Commentary and musings on the complex, fascinating and peculiar world that is securities regulation
Thursday, February 19, 2009
FASB to Review Fair Value Accounting; American Bankers Assoc. Urges Use of IASB Formula
Keying on a seminal SEC report and its own internal evaluation, FASB will conduct an intensive review of fair value accounting as part of an effort to improve the guidance used to determine fair values and the disclosure of fair value estimates. The initiative is in response to recommendations contained in the recent SEC report on mark-to-market accounting, as well as on input provided by FASB’s Valuation Resource Group.
The SEC expressed continued support for fair value accounting in its study, but recommended improvements in the guidance on the application of fair value principles. FASB Chair Robert Herz said that the Board agrees with the SEC that more application guidance is needed to determine fair values in current market conditions. Moreover, investors have asked for more disclosure about fair value estimates. FASB intends to ultimately provide guidance that will improve disclosures in financial reports.
The initiative is two-pronged. The project on application guidance will address determining when a market for an asset or a liability is active or inactive; determining when a transaction is distressed, and applying fair value to interests in alternative investments, such as hedge funds and private equity funds. The project on improving disclosures about fair value measurements will consider requiring additional disclosures on such matters as sensitivities of measurements to key inputs and transfers of items between the fair value measurement levels. The FASB anticipates completing the project on application guidance by the end of the second quarter of 2009, and the project on improving disclosures in time for year-end financial reporting.
While praising FASB’s initiative, the American Bankers Association is concerned that critical problems regarding the issue of other than temporary impairment are being overlooked. The ABA is disappointed that FASB has ignored the need to directly repair the problems regarding other than temporary impairment in the planned projects. The ABA noted that the recent SEC study recommended that FASB re-examine such impairment expeditiously.

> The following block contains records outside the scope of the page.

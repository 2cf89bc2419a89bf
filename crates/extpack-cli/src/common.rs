//! Common types and utilities shared across commands

use clap::Parser;

/// Global CLI options available to all commands
#[derive(Parser, Debug, Clone, Default)]
pub struct GlobalOpts {
    #[arg(short, long, global = true, help = "Decrease verbosity")]
    pub quiet: bool,

    #[arg(short, long, global = true, action = clap::ArgAction::Count, help = "Increase verbosity (-v for debug, -vv for trace)")]
    pub verbose: u8,

    #[arg(
        long,
        global = true,
        help = "Suppress console output (still logged to file)"
    )]
    pub no_stdout: bool,
}

impl GlobalOpts {
    /// Get the effective verbosity level
    /// - 0: quiet/warn only
    /// - 1: debug (-v)
    /// - 2: trace (-vv)
    pub fn verbosity_level(&self) -> u8 {
        if self.quiet {
            0
        } else {
            self.verbose
        }
    }
}
use colored::Colorize;
use indicatif::ProgressBar;
use std::fs::{self, OpenOptions};
use std::io::Write;
use std::path::{Path, PathBuf};
use std::sync::Mutex;

static LOG_FILE: Mutex<Option<PathBuf>> = Mutex::new(None);
static VERBOSITY: Mutex<u8> = Mutex::new(0);
static NO_STDOUT: Mutex<bool> = Mutex::new(false);
static SPINNER: Mutex<Option<ProgressBar>> = Mutex::new(None);

/// Log file name inside the config directory
pub const LOG_FILE_NAME: &str = "extpack.log";

/// Get the current verbosity level
pub fn get_verbosity() -> u8 {
    VERBOSITY.lock().ok().map(|v| *v).unwrap_or(0)
}

/// Get whether stdout logging is disabled
pub fn get_no_stdout() -> bool {
    NO_STDOUT.lock().ok().map(|v| *v).unwrap_or(false)
}

/// Set whether stdout logging is disabled
pub fn set_no_stdout(disabled: bool) {
    if let Ok(mut v) = NO_STDOUT.lock() {
        *v = disabled;
    }
}

/// Convert verbosity level to a `tracing` env-filter directive
/// 0 = warn only, 1 = debug (-v), 2 = trace (-vv)
pub fn verbosity_to_filter() -> String {
    match get_verbosity() {
        0 => "extpack=warn".to_string(),
        1 => "extpack=debug".to_string(),
        _ => "extpack=trace".to_string(),
    }
}

/// Initialize the logger with a verbosity level, logging to the default config dir
pub fn init_with_verbosity(verbosity: u8, no_stdout: bool) -> Result<(), String> {
    let config_dir = get_config_dir()?;
    init_in_dir(&config_dir, verbosity, no_stdout)
}

/// Initialize the logger with an explicit log directory
pub fn init_in_dir(dir: &Path, verbosity: u8, no_stdout: bool) -> Result<(), String> {
    if let Ok(mut v) = VERBOSITY.lock() {
        *v = verbosity;
    }
    set_no_stdout(no_stdout);

    fs::create_dir_all(dir).map_err(|e| format!("Failed to create log directory: {}", e))?;

    let log_file = dir.join(LOG_FILE_NAME);

    // Truncate log file on each run (overwrite instead of append)
    if log_file.exists() {
        let _ = fs::remove_file(&log_file);
    }

    let mut log_file_guard = LOG_FILE
        .lock()
        .map_err(|_| "Log file lock poisoned".to_string())?;
    *log_file_guard = Some(log_file);

    Ok(())
}

/// Get the config directory path
fn get_config_dir() -> Result<PathBuf, String> {
    #[cfg(not(target_os = "windows"))]
    let config_dir = dirs::home_dir()
        .ok_or("Could not determine home directory")?
        .join(".config")
        .join("extpack");

    #[cfg(target_os = "windows")]
    let config_dir = dirs::config_dir()
        .ok_or("Could not determine config directory")?
        .join("extpack");

    Ok(config_dir)
}

/// Write to log file
fn write_to_log(message: &str) {
    if let Ok(log_file_guard) = LOG_FILE.lock() {
        if let Some(ref log_path) = *log_file_guard {
            if let Ok(mut file) = OpenOptions::new().create(true).append(true).open(log_path) {
                let timestamp = chrono::Local::now().format("%Y-%m-%d %H:%M:%S");
                let _ = writeln!(file, "[{}] {}", timestamp, message);
            }
        }
    }
}

/// Log an informational message (to console if verbose >= 1, always to file)
pub fn info(message: &str) {
    write_to_log(&format!("INFO {}", message));
    if get_verbosity() >= 1 && !get_no_stdout() {
        eprintln!("{}", message);
    }
}

/// Log a debug message (to console if verbose >= 1, always to file)
pub fn debug(message: &str) {
    write_to_log(&format!("DEBUG {}", message));
    if get_verbosity() >= 1 && !get_no_stdout() {
        eprintln!("{} {}", "DEBUG:".blue().bold(), message);
    }
}

/// Log a warning message (to both file and console)
pub fn warn(message: &str) {
    write_to_log(&format!("WARN {}", message));
    eprintln!("{} {}", "warning:".yellow().bold(), message);
}

/// Log an error message (to both file and console)
pub fn error(message: &str) {
    write_to_log(&format!("ERROR {}", message));
    eprintln!("{} {}", "Error:".red().bold(), message);
}

/// Log a success message (to console only for user feedback)
pub fn success(message: &str) {
    write_to_log(&format!("SUCCESS {}", message));
    if get_no_stdout() {
        return;
    }
    let check = "\u{2714}".green().bold();
    eprintln!("{} {}", check, message);
}

/// Log a step message (important user-facing step)
pub fn step(message: &str) {
    if get_verbosity() >= 2 && !get_no_stdout() {
        eprintln!("TRACE: {}", message);
    }
    write_to_log(&format!("STEP: {}", message));
}

/// Get the log file path for display
pub fn get_log_path() -> Option<PathBuf> {
    LOG_FILE.lock().ok().and_then(|guard| guard.clone())
}

/// Print the log file path to the user
pub fn show_log_path() {
    if let Some(path) = get_log_path() {
        eprintln!("Log file: {}", path.display());
    } else if let Ok(config_dir) = get_config_dir() {
        eprintln!("Log file: {}", config_dir.join(LOG_FILE_NAME).display());
    } else {
        eprintln!("Log file location not available");
    }
}

/// Start a spinner with the given message (only if not verbose)
pub fn spinner_start(message: &str) {
    if get_verbosity() > 0 || get_no_stdout() {
        return;
    }

    let spinner = ProgressBar::new_spinner();
    if let Ok(style) = indicatif::ProgressStyle::default_spinner()
        .tick_strings(&["⠋", "⠙", "⠹", "⠸", "⠼", "⠴", "⠦", "⠧", "⠇", "⠏"])
        .template("{spinner:.cyan} {msg}")
    {
        spinner.set_style(style);
    }
    spinner.enable_steady_tick(std::time::Duration::from_millis(80));
    spinner.set_message(message.to_string());

    if let Ok(mut spinner_guard) = SPINNER.lock() {
        *spinner_guard = Some(spinner);
    }
}

/// Complete the spinner with a success message
pub fn spinner_success(message: &str) {
    spinner_stop();
    success(message);
}

/// Stop the spinner with an error message
pub fn spinner_error(message: &str) {
    spinner_stop();
    write_to_log(&format!("ERROR {}", message));
    eprintln!("  {} {}", "✗".red().bold(), message);
}

/// Stop the spinner without any message
pub fn spinner_stop() {
    if let Ok(mut spinner_guard) = SPINNER.lock() {
        if let Some(spinner) = spinner_guard.take() {
            spinner.finish_and_clear();
        }
    }
}

#[cfg(test)]
mod tests {
    use super::*;
    use tempfile::TempDir;

    // Single test touching the global state so parallel tests cannot race it.
    #[test]
    fn test_init_writes_log_file() {
        let Ok(temp_dir) = TempDir::new() else {
            return;
        };
        let log_dir = temp_dir.path().join("logs");
        assert!(init_in_dir(&log_dir, 1, true).is_ok());
        assert_eq!(get_verbosity(), 1);
        assert!(get_no_stdout());
        assert_eq!(verbosity_to_filter(), "extpack=debug");

        info("assembling manifest");
        warn("stray background.js ignored");
        step("writing manifest.json");

        let log_path = get_log_path();
        assert_eq!(log_path, Some(log_dir.join(LOG_FILE_NAME)));

        let content = fs::read_to_string(log_dir.join(LOG_FILE_NAME)).unwrap_or_default();
        assert!(content.contains("INFO assembling manifest"));
        assert!(content.contains("WARN stray background.js ignored"));
        assert!(content.contains("STEP: writing manifest.json"));

        // Re-initializing truncates the previous run's log.
        assert!(init_in_dir(&log_dir, 0, true).is_ok());
        info("second run");
        let content = fs::read_to_string(log_dir.join(LOG_FILE_NAME)).unwrap_or_default();
        assert!(!content.contains("assembling manifest"));
        assert!(content.contains("second run"));
        assert_eq!(verbosity_to_filter(), "extpack=warn");
    }
}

In the ABA’s view, the international model for other than temporary impairment used by the IASB, which is based on credit impairment rather than fair value, represents a superior approach to US GAAP. As a result, U.S. companies are needlessly required to report higher paper losses than their international competitors. The trigger for determining such impairment in the U.S should be based on actual credit impairment, said the ABA, and the accompanying mark down should be made for the amount of that credit impairment as opposed to marking it to market. Recoveries of impairment should be reversed through earnings, as they are for international accounting.
The FASB and the IASB have simultaneously proposed changes to their standards for disclosure of fair value of financial instruments. The IASB proposed amendments to IFRS 7 that would require an entity to state in tabular form the fair value, amortized cost and amount at which the investments are actually carried in the financial statements. The amendments would also require an entity to disclose the effect on profit or loss and equity if all debt instruments had been accounted for at fair value or at amortized cost.
IASB Chair David Tweedie praised the joint effort as a swift reaction to the accounting issues that have arisen as a result of the financial crisis. Enhanced disclosures for investments in debt instruments will provide greater transparency and help to regain investor confidence in the financial markets, he said. The fact that FASB also issued similar proposals shows a commitment to seek global solutions to a global crisis.
For its part, FASB proposed changes to FAS 107, Disclosures about Fair Value of Financial Instruments, to increase the comparability of information about financial assets that have related economic characteristics but have different measurement attributes. The proposed staff position, 107-a, would apply to debt securities classified as held-to-maturity and available-for-sale and loans and long-term receivables that are not measured at fair value with changes in the fair value recognized through earnings.
The disclosures would be required include a comparison of common measurement attributes for financial assets and the pro forma income from continuing operations (before taxes) under the different measurement scenarios. These disclosures were developed jointly with the IASB, which, as noted above, issued an exposure draft proposing a similar set of disclosures.